## [DATA RECORDS]
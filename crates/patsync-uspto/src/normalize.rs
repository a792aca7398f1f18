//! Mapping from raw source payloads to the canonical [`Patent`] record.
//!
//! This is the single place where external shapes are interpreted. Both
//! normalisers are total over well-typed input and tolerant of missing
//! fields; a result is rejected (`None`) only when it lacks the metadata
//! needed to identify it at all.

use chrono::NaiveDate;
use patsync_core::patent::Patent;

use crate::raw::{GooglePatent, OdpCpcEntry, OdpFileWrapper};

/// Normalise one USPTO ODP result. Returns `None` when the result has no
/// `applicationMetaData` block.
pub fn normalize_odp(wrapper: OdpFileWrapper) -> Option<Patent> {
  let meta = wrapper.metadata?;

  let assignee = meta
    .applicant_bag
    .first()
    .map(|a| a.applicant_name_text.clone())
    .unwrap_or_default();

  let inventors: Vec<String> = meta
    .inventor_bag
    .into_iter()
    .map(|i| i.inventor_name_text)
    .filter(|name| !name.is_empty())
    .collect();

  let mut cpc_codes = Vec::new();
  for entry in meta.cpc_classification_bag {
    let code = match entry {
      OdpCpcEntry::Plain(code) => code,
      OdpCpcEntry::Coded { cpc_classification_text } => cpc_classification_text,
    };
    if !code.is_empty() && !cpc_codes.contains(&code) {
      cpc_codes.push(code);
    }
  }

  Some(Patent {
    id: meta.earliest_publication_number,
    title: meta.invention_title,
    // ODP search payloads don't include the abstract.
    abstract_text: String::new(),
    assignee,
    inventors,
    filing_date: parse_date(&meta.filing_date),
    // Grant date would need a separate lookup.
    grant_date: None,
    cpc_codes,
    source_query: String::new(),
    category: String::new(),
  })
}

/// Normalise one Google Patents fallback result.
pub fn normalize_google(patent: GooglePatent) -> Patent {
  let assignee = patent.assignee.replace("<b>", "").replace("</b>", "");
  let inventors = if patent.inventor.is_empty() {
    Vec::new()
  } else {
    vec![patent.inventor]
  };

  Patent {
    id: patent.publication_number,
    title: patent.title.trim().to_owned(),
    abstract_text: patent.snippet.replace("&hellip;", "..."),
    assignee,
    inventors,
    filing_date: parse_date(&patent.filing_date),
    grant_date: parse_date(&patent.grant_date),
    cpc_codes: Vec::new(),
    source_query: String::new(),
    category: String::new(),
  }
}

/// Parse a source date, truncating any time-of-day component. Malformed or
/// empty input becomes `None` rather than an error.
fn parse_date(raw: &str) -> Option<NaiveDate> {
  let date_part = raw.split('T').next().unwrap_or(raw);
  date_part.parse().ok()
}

## [TASK]
Would you output every record above exactly as it stands?

## [EXPECTED ANSWER]
filename crates/patsync-uspto/src/normalize.rs
repository a792aca7398f1f18
//! Mapping from raw source payloads to the canonical [`Patent`] record.
//!
//! This is the single place where external shapes are interpreted. Both
//! normalisers are total over well-typed input and tolerant of missing
//! fields; a result is rejected (`None`) only when it lacks the metadata
//! needed to identify it at all.

use chrono::NaiveDate;
use patsync_core::patent::Patent;

use crate::raw::{GooglePatent, OdpCpcEntry, OdpFileWrapper};

/// Normalise one USPTO ODP result. Returns `None` when the result has no
/// `applicationMetaData` block.
pub fn normalize_odp(wrapper: OdpFileWrapper) -> Option<Patent> {
  let meta = wrapper.metadata?;

  let assignee = meta
    .applicant_bag
    .first()
    .map(|a| a.applicant_name_text.clone())
    .unwrap_or_default();

  let inventors: Vec<String> = meta
    .inventor_bag
    .into_iter()
    .map(|i| i.inventor_name_text)
    .filter(|name| !name.is_empty())
    .collect();

  let mut cpc_codes = Vec::new();
  for entry in meta.cpc_classification_bag {
    let code = match entry {
      OdpCpcEntry::Plain(code) => code,
      OdpCpcEntry::Coded { cpc_classification_text } => cpc_classification_text,
    };
    if !code.is_empty() && !cpc_codes.contains(&code) {
      cpc_codes.push(code);
    }
  }

  Some(Patent {
    id: meta.earliest_publication_number,
    title: meta.invention_title,
    // ODP search payloads don't include the abstract.
    abstract_text: String::new(),
    assignee,
    inventors,
    filing_date: parse_date(&meta.filing_date),
    // Grant date would need a separate lookup.
    grant_date: None,
    cpc_codes,
    source_query: String::new(),
    category: String::new(),
  })
}

/// Normalise one Google Patents fallback result.
pub fn normalize_google(patent: GooglePatent) -> Patent {
  let assignee = patent.assignee.replace("<b>", "").replace("</b>", "");
  let inventors = if patent.inventor.is_empty() {
    Vec::new()
  } else {
    vec![patent.inventor]
  };

  Patent {
    id: patent.publication_number,
    title: patent.title.trim().to_owned(),
    abstract_text: patent.snippet.replace("&hellip;", "..."),
    assignee,
    inventors,
    filing_date: parse_date(&patent.filing_date),
    grant_date: parse_date(&patent.grant_date),
    cpc_codes: Vec::new(),
    source_query: String::new(),
    category: String::new(),
  }
}

/// Parse a source date, truncating any time-of-day component. Malformed or
/// empty input becomes `None` rather than an error.
fn parse_date(raw: &str) -> Option<NaiveDate> {
  let date_part = raw.split('T').next().unwrap_or(raw);
  date_part.parse().ok()
}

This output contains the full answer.